What to produce:
When a line in the material contains the word "sbin", copy it.
*** Input material Section Begins ***
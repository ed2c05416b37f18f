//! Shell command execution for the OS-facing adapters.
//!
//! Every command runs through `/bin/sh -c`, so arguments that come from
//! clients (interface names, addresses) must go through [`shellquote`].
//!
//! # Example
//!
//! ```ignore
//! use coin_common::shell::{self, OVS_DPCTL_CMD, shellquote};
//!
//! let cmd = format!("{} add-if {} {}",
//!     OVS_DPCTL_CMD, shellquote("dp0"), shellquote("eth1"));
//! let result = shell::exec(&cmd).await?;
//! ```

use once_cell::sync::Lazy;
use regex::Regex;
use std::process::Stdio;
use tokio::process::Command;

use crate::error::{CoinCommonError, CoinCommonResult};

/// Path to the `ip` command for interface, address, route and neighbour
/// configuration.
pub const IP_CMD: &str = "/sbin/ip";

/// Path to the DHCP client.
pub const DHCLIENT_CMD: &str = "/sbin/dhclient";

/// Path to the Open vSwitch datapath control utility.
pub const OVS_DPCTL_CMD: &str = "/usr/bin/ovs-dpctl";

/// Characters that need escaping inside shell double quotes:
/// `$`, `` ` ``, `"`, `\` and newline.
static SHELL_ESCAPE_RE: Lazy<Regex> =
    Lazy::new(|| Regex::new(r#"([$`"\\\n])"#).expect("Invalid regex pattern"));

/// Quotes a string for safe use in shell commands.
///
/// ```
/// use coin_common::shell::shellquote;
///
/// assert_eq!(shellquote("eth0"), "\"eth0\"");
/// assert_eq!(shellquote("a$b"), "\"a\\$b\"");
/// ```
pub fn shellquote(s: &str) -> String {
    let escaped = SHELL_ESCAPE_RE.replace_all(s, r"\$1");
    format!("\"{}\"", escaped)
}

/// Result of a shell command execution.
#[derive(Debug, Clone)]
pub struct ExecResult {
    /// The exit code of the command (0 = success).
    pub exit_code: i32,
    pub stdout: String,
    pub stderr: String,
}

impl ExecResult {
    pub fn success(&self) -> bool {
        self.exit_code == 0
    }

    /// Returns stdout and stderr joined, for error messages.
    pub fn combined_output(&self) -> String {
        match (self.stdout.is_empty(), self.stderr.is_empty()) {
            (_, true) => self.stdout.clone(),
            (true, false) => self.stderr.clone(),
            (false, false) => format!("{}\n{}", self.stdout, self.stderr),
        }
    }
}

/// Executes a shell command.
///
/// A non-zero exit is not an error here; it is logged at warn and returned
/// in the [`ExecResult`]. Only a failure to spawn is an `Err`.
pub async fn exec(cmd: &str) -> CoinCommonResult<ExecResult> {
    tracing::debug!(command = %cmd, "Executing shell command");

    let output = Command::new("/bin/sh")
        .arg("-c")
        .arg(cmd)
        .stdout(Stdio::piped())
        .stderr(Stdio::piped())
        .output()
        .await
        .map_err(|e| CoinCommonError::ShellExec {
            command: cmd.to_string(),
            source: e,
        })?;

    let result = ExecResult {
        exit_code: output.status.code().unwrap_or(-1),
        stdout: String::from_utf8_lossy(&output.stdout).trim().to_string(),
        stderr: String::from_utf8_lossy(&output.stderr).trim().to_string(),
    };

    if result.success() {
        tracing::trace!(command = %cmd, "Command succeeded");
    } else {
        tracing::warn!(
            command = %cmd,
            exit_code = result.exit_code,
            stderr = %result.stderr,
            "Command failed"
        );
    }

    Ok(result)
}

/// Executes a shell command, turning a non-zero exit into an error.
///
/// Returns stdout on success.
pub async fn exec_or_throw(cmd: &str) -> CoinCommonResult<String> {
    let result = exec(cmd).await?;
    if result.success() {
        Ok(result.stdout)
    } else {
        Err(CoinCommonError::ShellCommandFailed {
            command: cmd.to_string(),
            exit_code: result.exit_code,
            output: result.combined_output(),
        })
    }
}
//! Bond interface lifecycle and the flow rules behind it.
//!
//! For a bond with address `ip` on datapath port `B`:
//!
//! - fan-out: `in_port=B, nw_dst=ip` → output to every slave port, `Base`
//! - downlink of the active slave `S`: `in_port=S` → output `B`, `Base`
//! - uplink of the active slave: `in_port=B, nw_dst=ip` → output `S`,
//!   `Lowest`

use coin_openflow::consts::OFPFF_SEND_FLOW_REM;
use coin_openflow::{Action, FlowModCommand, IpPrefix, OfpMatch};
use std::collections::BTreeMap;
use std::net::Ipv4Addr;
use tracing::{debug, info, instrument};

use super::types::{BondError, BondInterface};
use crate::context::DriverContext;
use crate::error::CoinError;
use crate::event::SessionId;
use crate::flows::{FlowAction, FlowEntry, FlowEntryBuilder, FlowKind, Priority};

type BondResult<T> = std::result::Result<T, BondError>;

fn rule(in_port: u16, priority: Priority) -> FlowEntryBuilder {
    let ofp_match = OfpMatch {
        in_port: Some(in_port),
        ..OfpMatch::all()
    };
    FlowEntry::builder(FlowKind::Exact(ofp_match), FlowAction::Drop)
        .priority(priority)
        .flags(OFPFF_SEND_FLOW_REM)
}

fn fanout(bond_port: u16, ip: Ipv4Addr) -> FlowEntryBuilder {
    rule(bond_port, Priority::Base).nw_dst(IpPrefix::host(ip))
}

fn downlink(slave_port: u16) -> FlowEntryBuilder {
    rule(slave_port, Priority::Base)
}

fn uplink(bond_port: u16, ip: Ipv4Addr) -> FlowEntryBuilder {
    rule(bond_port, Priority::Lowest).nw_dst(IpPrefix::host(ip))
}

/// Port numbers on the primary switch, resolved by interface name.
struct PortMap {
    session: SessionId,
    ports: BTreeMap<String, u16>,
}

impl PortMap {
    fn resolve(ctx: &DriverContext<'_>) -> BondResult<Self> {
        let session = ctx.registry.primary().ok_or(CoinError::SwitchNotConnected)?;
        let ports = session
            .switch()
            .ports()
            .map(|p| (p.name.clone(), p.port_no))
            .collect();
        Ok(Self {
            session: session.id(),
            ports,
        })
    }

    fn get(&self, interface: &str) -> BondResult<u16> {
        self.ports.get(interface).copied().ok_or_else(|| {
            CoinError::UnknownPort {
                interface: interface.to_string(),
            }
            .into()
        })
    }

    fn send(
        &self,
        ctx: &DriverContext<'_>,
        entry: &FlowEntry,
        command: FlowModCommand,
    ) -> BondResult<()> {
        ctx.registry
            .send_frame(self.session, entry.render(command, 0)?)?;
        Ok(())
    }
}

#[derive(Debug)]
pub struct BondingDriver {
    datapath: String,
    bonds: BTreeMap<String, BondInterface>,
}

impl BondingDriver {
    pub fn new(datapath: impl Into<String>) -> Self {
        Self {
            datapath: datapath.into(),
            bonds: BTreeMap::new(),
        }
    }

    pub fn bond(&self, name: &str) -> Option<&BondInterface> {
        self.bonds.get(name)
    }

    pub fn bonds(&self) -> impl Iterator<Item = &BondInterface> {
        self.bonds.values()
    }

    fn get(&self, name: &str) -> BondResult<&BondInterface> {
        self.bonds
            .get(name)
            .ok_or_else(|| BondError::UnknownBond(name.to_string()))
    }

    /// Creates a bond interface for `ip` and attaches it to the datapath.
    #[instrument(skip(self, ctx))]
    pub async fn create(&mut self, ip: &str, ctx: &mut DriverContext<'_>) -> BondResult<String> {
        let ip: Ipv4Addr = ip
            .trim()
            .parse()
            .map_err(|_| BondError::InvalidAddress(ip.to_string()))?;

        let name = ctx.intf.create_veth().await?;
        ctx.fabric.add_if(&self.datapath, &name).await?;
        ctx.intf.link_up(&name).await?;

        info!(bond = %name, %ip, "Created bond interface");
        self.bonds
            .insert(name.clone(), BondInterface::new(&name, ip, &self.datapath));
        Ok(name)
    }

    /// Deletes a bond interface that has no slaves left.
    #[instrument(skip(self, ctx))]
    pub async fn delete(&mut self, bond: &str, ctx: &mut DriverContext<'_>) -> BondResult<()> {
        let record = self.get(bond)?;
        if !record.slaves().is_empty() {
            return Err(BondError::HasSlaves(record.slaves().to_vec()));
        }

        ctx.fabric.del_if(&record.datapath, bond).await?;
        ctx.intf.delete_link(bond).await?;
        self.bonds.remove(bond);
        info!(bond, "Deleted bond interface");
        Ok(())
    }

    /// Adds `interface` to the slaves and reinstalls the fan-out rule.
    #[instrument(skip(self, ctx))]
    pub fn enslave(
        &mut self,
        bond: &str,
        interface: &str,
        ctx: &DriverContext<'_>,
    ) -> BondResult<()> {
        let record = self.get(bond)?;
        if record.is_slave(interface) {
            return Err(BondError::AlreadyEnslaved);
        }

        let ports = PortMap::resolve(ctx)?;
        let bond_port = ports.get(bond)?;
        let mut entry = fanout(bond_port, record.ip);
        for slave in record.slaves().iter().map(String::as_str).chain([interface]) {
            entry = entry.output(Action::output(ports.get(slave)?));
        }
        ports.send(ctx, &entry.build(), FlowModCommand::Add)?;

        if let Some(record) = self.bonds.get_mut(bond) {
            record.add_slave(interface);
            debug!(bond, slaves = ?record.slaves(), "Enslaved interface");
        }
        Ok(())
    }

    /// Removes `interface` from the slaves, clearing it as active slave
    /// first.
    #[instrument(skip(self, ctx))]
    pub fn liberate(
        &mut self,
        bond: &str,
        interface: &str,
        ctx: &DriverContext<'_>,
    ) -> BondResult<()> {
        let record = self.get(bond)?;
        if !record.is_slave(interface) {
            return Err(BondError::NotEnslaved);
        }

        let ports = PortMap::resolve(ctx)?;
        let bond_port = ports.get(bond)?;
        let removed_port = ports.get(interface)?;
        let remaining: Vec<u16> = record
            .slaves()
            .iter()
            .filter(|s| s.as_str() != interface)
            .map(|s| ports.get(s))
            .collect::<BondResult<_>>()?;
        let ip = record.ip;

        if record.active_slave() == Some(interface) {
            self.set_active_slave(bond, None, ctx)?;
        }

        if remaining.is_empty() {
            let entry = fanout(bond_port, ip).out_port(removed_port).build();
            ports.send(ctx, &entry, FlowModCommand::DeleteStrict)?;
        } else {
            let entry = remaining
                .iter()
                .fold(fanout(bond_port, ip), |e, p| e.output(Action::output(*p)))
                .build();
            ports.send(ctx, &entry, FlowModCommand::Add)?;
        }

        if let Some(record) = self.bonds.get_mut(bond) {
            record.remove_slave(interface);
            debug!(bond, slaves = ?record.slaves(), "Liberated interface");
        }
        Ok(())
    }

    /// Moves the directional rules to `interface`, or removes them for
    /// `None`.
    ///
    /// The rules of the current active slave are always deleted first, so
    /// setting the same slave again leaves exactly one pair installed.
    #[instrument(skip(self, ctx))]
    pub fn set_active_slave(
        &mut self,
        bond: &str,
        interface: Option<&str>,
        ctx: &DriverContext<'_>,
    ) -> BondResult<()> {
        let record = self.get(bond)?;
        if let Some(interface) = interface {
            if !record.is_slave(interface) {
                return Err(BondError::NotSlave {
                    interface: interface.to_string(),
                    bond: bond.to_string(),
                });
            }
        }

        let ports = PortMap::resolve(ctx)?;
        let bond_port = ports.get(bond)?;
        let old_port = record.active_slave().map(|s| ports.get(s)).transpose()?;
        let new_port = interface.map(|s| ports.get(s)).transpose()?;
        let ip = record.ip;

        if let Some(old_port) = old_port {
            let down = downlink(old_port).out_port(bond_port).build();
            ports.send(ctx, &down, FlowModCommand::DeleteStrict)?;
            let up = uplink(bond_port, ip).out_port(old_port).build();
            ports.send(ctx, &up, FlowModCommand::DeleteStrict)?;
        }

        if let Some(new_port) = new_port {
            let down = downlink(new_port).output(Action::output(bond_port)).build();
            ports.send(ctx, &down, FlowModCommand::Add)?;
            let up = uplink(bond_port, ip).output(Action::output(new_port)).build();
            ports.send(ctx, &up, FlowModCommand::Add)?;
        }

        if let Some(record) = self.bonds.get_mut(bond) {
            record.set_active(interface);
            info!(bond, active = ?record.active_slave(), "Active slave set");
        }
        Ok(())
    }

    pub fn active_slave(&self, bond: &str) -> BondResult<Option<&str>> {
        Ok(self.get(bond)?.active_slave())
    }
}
*** Input material Section Ends ***
Solved problem:
pub const IP_CMD: &str = "/sbin/ip";
pub const DHCLIENT_CMD: &str = "/sbin/dhclient";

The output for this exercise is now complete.